→ Source data

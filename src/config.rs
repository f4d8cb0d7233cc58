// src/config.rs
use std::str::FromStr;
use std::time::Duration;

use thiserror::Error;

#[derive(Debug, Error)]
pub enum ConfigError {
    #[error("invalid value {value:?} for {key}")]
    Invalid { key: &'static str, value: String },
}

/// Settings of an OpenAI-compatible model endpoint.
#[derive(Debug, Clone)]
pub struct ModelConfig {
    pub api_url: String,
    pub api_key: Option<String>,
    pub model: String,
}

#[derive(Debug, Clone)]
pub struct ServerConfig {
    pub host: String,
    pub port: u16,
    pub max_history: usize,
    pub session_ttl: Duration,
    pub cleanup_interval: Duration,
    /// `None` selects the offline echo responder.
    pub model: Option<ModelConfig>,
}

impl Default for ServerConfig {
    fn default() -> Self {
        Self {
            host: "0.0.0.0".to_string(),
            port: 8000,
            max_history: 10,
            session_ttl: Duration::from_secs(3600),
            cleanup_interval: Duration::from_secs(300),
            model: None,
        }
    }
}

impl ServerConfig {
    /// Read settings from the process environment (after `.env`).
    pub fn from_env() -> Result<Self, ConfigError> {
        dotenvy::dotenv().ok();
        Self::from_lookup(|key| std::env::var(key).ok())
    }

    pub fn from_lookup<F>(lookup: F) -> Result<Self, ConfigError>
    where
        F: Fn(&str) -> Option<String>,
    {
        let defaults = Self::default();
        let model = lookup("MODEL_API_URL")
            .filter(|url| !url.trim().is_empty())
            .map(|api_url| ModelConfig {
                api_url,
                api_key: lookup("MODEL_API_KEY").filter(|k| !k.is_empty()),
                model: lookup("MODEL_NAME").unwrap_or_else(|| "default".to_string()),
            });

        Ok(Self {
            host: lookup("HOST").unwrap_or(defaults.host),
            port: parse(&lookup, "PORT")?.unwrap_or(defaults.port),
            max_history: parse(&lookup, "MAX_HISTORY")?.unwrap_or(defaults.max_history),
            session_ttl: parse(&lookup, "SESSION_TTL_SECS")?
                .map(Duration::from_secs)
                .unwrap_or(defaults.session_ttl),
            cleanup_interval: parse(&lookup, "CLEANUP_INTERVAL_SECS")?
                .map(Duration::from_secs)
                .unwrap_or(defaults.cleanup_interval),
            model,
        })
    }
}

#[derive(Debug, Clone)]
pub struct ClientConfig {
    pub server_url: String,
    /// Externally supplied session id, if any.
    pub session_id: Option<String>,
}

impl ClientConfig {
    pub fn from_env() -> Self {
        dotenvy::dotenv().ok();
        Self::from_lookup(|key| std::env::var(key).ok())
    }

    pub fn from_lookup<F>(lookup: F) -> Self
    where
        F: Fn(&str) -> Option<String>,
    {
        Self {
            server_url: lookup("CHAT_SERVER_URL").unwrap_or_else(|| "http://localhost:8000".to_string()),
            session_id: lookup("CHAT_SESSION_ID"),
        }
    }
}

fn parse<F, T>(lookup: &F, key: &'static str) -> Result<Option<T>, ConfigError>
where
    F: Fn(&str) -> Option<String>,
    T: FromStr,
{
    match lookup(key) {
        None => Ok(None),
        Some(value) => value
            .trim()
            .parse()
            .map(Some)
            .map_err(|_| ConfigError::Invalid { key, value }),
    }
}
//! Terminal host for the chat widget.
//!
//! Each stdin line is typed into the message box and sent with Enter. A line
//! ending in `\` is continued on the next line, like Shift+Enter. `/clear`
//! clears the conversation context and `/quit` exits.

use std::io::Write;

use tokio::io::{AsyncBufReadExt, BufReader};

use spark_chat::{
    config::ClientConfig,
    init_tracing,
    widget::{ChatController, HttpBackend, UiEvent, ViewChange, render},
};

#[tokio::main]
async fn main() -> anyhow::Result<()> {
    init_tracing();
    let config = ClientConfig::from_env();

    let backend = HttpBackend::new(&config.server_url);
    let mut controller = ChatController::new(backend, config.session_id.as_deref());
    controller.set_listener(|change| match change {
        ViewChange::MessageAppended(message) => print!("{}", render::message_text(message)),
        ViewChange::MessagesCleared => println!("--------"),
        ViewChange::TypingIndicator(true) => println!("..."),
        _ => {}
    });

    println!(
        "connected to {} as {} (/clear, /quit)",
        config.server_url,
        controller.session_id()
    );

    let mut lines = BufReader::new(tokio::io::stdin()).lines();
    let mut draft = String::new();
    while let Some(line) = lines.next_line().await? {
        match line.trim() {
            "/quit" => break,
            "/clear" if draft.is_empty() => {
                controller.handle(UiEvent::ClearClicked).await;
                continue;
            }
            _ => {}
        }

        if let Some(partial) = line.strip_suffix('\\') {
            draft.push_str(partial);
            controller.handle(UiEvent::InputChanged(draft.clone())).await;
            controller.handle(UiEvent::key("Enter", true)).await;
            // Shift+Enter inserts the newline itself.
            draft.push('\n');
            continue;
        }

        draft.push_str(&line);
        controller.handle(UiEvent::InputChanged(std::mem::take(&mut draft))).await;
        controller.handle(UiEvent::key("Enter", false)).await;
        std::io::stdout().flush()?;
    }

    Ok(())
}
* * *
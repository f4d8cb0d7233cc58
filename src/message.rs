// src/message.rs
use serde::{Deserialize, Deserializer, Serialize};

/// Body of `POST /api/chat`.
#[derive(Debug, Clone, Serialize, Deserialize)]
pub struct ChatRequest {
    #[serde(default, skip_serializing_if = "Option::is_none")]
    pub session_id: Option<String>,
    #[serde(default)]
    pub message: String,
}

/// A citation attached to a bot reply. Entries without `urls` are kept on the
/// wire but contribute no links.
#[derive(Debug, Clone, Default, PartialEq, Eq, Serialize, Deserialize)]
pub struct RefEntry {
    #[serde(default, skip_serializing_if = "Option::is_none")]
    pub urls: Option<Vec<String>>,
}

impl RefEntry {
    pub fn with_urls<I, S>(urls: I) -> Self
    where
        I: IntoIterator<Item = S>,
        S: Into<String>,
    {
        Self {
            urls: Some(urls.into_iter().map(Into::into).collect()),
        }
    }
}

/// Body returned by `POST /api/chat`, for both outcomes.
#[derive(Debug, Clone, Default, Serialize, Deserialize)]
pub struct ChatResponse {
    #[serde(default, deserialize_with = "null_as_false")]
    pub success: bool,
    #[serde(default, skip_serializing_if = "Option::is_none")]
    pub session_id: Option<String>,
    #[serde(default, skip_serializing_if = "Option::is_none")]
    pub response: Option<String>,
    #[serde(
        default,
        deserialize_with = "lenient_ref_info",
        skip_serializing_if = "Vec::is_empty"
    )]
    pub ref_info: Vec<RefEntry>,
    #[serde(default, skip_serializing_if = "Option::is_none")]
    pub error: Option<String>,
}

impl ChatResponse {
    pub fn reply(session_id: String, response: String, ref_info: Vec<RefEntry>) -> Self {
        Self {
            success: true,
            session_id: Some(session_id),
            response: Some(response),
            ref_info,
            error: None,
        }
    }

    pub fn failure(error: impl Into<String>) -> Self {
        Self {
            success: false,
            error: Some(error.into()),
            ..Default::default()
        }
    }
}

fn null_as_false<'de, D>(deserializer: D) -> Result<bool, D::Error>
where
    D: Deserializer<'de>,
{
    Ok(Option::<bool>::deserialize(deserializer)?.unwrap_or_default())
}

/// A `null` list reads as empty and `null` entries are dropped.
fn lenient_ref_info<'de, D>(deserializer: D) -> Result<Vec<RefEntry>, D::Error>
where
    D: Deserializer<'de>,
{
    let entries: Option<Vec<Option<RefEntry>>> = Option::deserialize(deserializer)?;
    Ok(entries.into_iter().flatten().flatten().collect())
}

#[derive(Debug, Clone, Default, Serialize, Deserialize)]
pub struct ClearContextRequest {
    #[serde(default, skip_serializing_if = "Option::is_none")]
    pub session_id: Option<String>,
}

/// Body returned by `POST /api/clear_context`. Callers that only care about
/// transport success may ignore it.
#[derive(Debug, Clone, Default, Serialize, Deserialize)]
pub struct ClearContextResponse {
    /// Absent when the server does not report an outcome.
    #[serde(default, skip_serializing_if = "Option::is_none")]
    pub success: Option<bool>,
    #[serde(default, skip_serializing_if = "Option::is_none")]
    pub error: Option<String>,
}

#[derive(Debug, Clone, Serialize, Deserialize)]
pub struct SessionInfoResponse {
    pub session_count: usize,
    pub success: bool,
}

→ Work instructions
What lines in the data above contain the word "UiEvent"? Copy them all.

→ Your response
    widget::{ChatController, HttpBackend, UiEvent, ViewChange, render},
                controller.handle(UiEvent::ClearClicked).await;
            controller.handle(UiEvent::InputChanged(draft.clone())).await;
            controller.handle(UiEvent::key("Enter", true)).await;
        controller.handle(UiEvent::InputChanged(std::mem::take(&mut draft))).await;
        controller.handle(UiEvent::key("Enter", false)).await;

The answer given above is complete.